Now there are no leaders on Capitol Hill

SEN. TED KENNEDY'S uniquely towering stature in Congress on behalf of the nation has challenged some of his political colleagues to find words on how he might be replaced to move forward with his powerful commitment. That, unfortunately, is a foolish pursuit. He can't be replaced. It not only says much about his own worthiness as a humane figure amid the bruising political brawl of Washington, but also of the barren ground on Capitol Hill these days. Where to turn for leadership today amid the invective that passes itself off as loyal opposition? To John McCain? Harry Reid? Orrin Hatch? Mitch McConnell? Max Baucus? Put the best of their meager talents together and you won't find a hint of leadership. Only arid politicians who are unable to see beyond the trees.

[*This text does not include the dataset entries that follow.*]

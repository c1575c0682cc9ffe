//! HTTP/1.1 request parsing using the [`httparse`] crate.

use std::fmt;

use bytes::{BufMut, Bytes, BytesMut};
use thiserror::Error;

use super::{Headers, Method};

/// Errors that can occur while parsing an HTTP/1.1 request.
#[derive(Debug, Error)]
pub enum RequestError {
    #[error("request is incomplete — more data needed")]
    Incomplete,

    #[error("HTTP parse error: {0}")]
    Parse(#[from] httparse::Error),

    #[error("missing required field: {field}")]
    MissingField { field: &'static str },
}

/// The identity of a request for cache purposes: method plus target.
///
/// Two requests with the same identity are interchangeable as far as the
/// offline cache is concerned. The target includes the query string, so
/// `/api?page=1` and `/api?page=2` are distinct entries.
///
/// # Examples
///
/// ```
/// use portico::http::{Method, RequestIdentity};
///
/// let a = RequestIdentity::new(Method::Get, "/app.js");
/// let b = RequestIdentity::new(Method::Get, "/app.js");
/// assert_eq!(a, b);
/// ```
#[derive(Debug, Clone, PartialEq, Eq, Hash)]
pub struct RequestIdentity {
    method: Method,
    target: String,
}

impl RequestIdentity {
    /// Creates an identity from a method and a request target.
    pub fn new(method: Method, target: impl Into<String>) -> Self {
        Self {
            method,
            target: target.into(),
        }
    }

    /// Returns the method component.
    pub fn method(&self) -> &Method {
        &self.method
    }

    /// Returns the target component (path plus query string).
    pub fn target(&self) -> &str {
        &self.target
    }
}

impl fmt::Display for RequestIdentity {
    fn fmt(&self, f: &mut fmt::Formatter<'_>) -> fmt::Result {
        write!(f, "{} {}", self.method, self.target)
    }
}

/// A fully parsed HTTP/1.1 request.
///
/// Created by [`Request::parse`] from a raw byte buffer. The body is stored
/// as a [`Bytes`] buffer. A `Request` can be serialized back to wire form
/// with [`Request::to_wire`] for the upstream hop.
///
/// # Examples
///
/// ```
/// use portico::http::request::Request;
///
/// let raw = b"GET /portal/?tab=recent HTTP/1.1\r\nHost: localhost\r\n\r\n";
/// let (request, _offset) = Request::parse(raw).unwrap();
///
/// assert_eq!(request.method().as_str(), "GET");
/// assert_eq!(request.target(), "/portal/?tab=recent");
/// assert_eq!(request.headers().get("host"), Some("localhost"));
/// ```
#[derive(Debug)]
pub struct Request {
    method: Method,
    target: String,
    /// HTTP minor version: 0 for HTTP/1.0, 1 for HTTP/1.1.
    version: u8,
    headers: Headers,
    body: Bytes,
}

impl Request {
    /// Maximum number of headers we support per request.
    const MAX_HEADERS: usize = 64;

    /// Parse a raw HTTP/1.1 request from a byte slice.
    ///
    /// Returns the parsed `Request` and the byte offset at which the body begins
    /// in `buf` (i.e. immediately after the `\r\n\r\n` header terminator).
    ///
    /// # Errors
    ///
    /// - [`RequestError::Incomplete`] — more data is needed to complete the request headers.
    /// - [`RequestError::Parse`] — the data is malformed and cannot be parsed.
    /// - [`RequestError::MissingField`] — a required field (method, target, version) is absent.
    pub fn parse(buf: &[u8]) -> Result<(Self, usize), RequestError> {
        let mut headers = [httparse::EMPTY_HEADER; Self::MAX_HEADERS];
        let mut raw_req = httparse::Request::new(&mut headers);

        let body_offset = match raw_req.parse(buf)? {
            httparse::Status::Complete(offset) => offset,
            httparse::Status::Partial => return Err(RequestError::Incomplete),
        };

        let method: Method = raw_req
            .method
            .ok_or(RequestError::MissingField { field: "method" })?
            .parse()
            .unwrap(); // Infallible

        let target = raw_req
            .path
            .ok_or(RequestError::MissingField { field: "target" })?
            .to_owned();

        let version = raw_req
            .version
            .ok_or(RequestError::MissingField { field: "version" })?;

        let mut header_map = Headers::with_capacity(raw_req.headers.len());
        for header in raw_req.headers.iter() {
            if let Ok(value) = std::str::from_utf8(header.value) {
                header_map.insert(header.name, value);
            }
        }

        // The buffer may hold pipelined bytes past this request. The body is
        // exactly what Content-Length declares; a request without one has no
        // body (RFC 9112 §6.2).
        let declared = header_map
            .get("content-length")
            .and_then(|v| v.trim().parse::<usize>().ok())
            .unwrap_or(0);
        let body_end = body_offset + declared.min(buf.len() - body_offset);
        let body = Bytes::copy_from_slice(&buf[body_offset..body_end]);

        Ok((
            Self {
                method,
                target,
                version,
                headers: header_map,
                body,
            },
            body_offset,
        ))
    }

    /// Returns the HTTP method.
    pub fn method(&self) -> &Method {
        &self.method
    }

    /// Returns the request target (path plus query string, as received).
    pub fn target(&self) -> &str {
        &self.target
    }

    /// Returns the HTTP minor version number (0 = HTTP/1.0, 1 = HTTP/1.1).
    pub fn version(&self) -> u8 {
        self.version
    }

    /// Returns the request headers.
    pub fn headers(&self) -> &Headers {
        &self.headers
    }

    /// Returns the request body bytes.
    pub fn body(&self) -> &Bytes {
        &self.body
    }

    /// Returns this request's cache identity (method + target).
    pub fn identity(&self) -> RequestIdentity {
        RequestIdentity::new(self.method.clone(), self.target.clone())
    }

    /// Returns `true` if the connection should be kept alive after this request.
    ///
    /// HTTP/1.1 defaults to keep-alive. HTTP/1.0 defaults to close unless
    /// `Connection: keep-alive` is explicitly set.
    pub fn is_keep_alive(&self) -> bool {
        match self.headers.get("connection") {
            Some(conn) => conn.eq_ignore_ascii_case("keep-alive"),
            None => self.version == 1, // HTTP/1.1 default: keep-alive
        }
    }

    /// Returns the value of the `Content-Length` header parsed as a `usize`, if present.
    pub fn content_length(&self) -> Option<usize> {
        self.headers.get("content-length")?.parse().ok()
    }

    /// Serializes this request for the upstream hop.
    ///
    /// The method, target, headers, and body are relayed as received. The two
    /// hop-by-hop fields are rewritten: `Connection: close` (the upstream
    /// connection carries exactly one exchange) and `Content-Length`
    /// recomputed from the body.
    pub fn to_wire(&self) -> BytesMut {
        let estimated_size = 64 + self.headers.len() * 64 + self.body.len();
        let mut buf = BytesMut::with_capacity(estimated_size);

        buf.put(format!("{} {} HTTP/1.1\r\n", self.method, self.target).as_bytes());

        for (name, value) in self.headers.iter() {
            if name.eq_ignore_ascii_case("connection") || name.eq_ignore_ascii_case("content-length")
            {
                continue;
            }
            buf.put(format!("{name}: {value}\r\n").as_bytes());
        }

        buf.put(&b"Connection: close\r\n"[..]);
        if !self.body.is_empty() {
            buf.put(format!("Content-Length: {}\r\n", self.body.len()).as_bytes());
        }
        buf.put(&b"\r\n"[..]);
        buf.put(self.body.as_ref());

        buf
    }
}

#[cfg(test)]
mod tests {
    use super::*;

    #[test]
    fn parse_simple_get() {
        let raw = b"GET / HTTP/1.1\r\nHost: localhost\r\n\r\n";
        let (req, offset) = Request::parse(raw).unwrap();
        assert_eq!(req.method().as_str(), "GET");
        assert_eq!(req.target(), "/");
        assert_eq!(req.version(), 1);
        assert_eq!(req.headers().get("host"), Some("localhost"));
        assert_eq!(offset, raw.len()); // no body
    }

    #[test]
    fn identity_includes_query() {
        let a = b"GET /search?q=rust HTTP/1.1\r\nHost: x\r\n\r\n";
        let b = b"GET /search?q=tokio HTTP/1.1\r\nHost: x\r\n\r\n";
        let (req_a, _) = Request::parse(a).unwrap();
        let (req_b, _) = Request::parse(b).unwrap();
        assert_ne!(req_a.identity(), req_b.identity());
        assert_eq!(req_a.identity().target(), "/search?q=rust");
    }

    #[test]
    fn incomplete_request() {
        let raw = b"GET / HTTP/1.1\r\nHost:";
        assert!(matches!(Request::parse(raw), Err(RequestError::Incomplete)));
    }

    #[test]
    fn keep_alive_http11_default() {
        let raw = b"GET / HTTP/1.1\r\nHost: localhost\r\n\r\n";
        let (req, _) = Request::parse(raw).unwrap();
        assert!(req.is_keep_alive());
    }

    #[test]
    fn connection_close() {
        let raw = b"GET / HTTP/1.1\r\nHost: localhost\r\nConnection: close\r\n\r\n";
        let (req, _) = Request::parse(raw).unwrap();
        assert!(!req.is_keep_alive());
    }

    #[test]
    fn content_length() {
        let raw = b"POST / HTTP/1.1\r\nHost: localhost\r\nContent-Length: 5\r\n\r\nhello";
        let (req, body_offset) = Request::parse(raw).unwrap();
        assert_eq!(req.content_length(), Some(5));
        assert_eq!(&raw[body_offset..], b"hello");
    }

    #[test]
    fn pipelined_bytes_stay_out_of_the_body() {
        let raw =
            b"POST /a HTTP/1.1\r\nHost: x\r\nContent-Length: 5\r\n\r\nhelloGET /b HTTP/1.1\r\nHost: x\r\n\r\n";
        let (req, body_offset) = Request::parse(raw).unwrap();
        assert_eq!(req.body().as_ref(), b"hello");

        // The relayed form keeps the declared length, not an inflated one.
        let wire = String::from_utf8(req.to_wire().to_vec()).unwrap();
        assert!(wire.contains("Content-Length: 5\r\n"));
        assert!(wire.ends_with("\r\n\r\nhello"));

        // The next pipelined request begins right after this body.
        assert_eq!(&raw[body_offset + 5..body_offset + 8], b"GET");
    }

    #[test]
    fn no_content_length_means_no_body() {
        let raw = b"GET /a HTTP/1.1\r\nHost: x\r\n\r\nGET /b HTTP/1.1\r\nHost: x\r\n\r\n";
        let (req, _) = Request::parse(raw).unwrap();
        assert!(req.body().is_empty());
    }

    #[test]
    fn wire_form_rewrites_hop_by_hop() {
        let raw = b"POST /api HTTP/1.1\r\nHost: portal\r\nConnection: keep-alive\r\nContent-Length: 5\r\n\r\nhello";
        let (req, _) = Request::parse(raw).unwrap();
        let wire = String::from_utf8(req.to_wire().to_vec()).unwrap();
        assert!(wire.starts_with("POST /api HTTP/1.1\r\n"));
        assert!(wire.contains("Host: portal\r\n"));
        assert!(wire.contains("Connection: close\r\n"));
        assert!(!wire.contains("keep-alive"));
        assert!(wire.contains("Content-Length: 5\r\n"));
        assert!(wire.ends_with("\r\n\r\nhello"));
    }

    #[test]
    fn wire_form_no_body_omits_content_length() {
        let raw = b"GET /app.js HTTP/1.1\r\nHost: portal\r\n\r\n";
        let (req, _) = Request::parse(raw).unwrap();
        let wire = String::from_utf8(req.to_wire().to_vec()).unwrap();
        assert!(!wire.contains("Content-Length"));
        assert!(wire.ends_with("\r\n\r\n"));
    }
}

Kennedy went about his work with determined interest and - yes it can be said in a town where pettiness and well-oiled self-interest rule - class. Faultless? Of course not. We all know that story from his past. Certainly he was partisan - a liberal Democrat to the end. But petty. self-consciously in need to award himself merit badges as a crass political operative with his next campaign solely in mind - never. Forever the optimist about what's possible but yet undelivered in America - always and always.

Even in death, his mystique is undiminished as some of his colleagues are proposing to attach his name to a health care reform bill that he long fought for in hopes that it will spur action. Who else could claim that honor on the Senate floor? And at what Town Hall meeting?

I have a photograph of Kennedy taken as I trailed behind him and the late United Rubber Workers chief Peter Bommarito at one of the Akron rubber plants. Although he was a wealthy prince of a family dynasty, Kennedy fervently supported the welfare of the workers and promised to work for them in whatever way he could help. That was back in the 1970s, To no one's surprise, he kept his word. For his long service to the nation, it could be said that he never lost sight of the forest while others dallied at the base of a tree.

There will be a void.

1 comment:

Honest Ed said...

Great description of Kennedy--a true leader. And you're so right, there is no one in sight to evencome close to his leadership and statesmanship.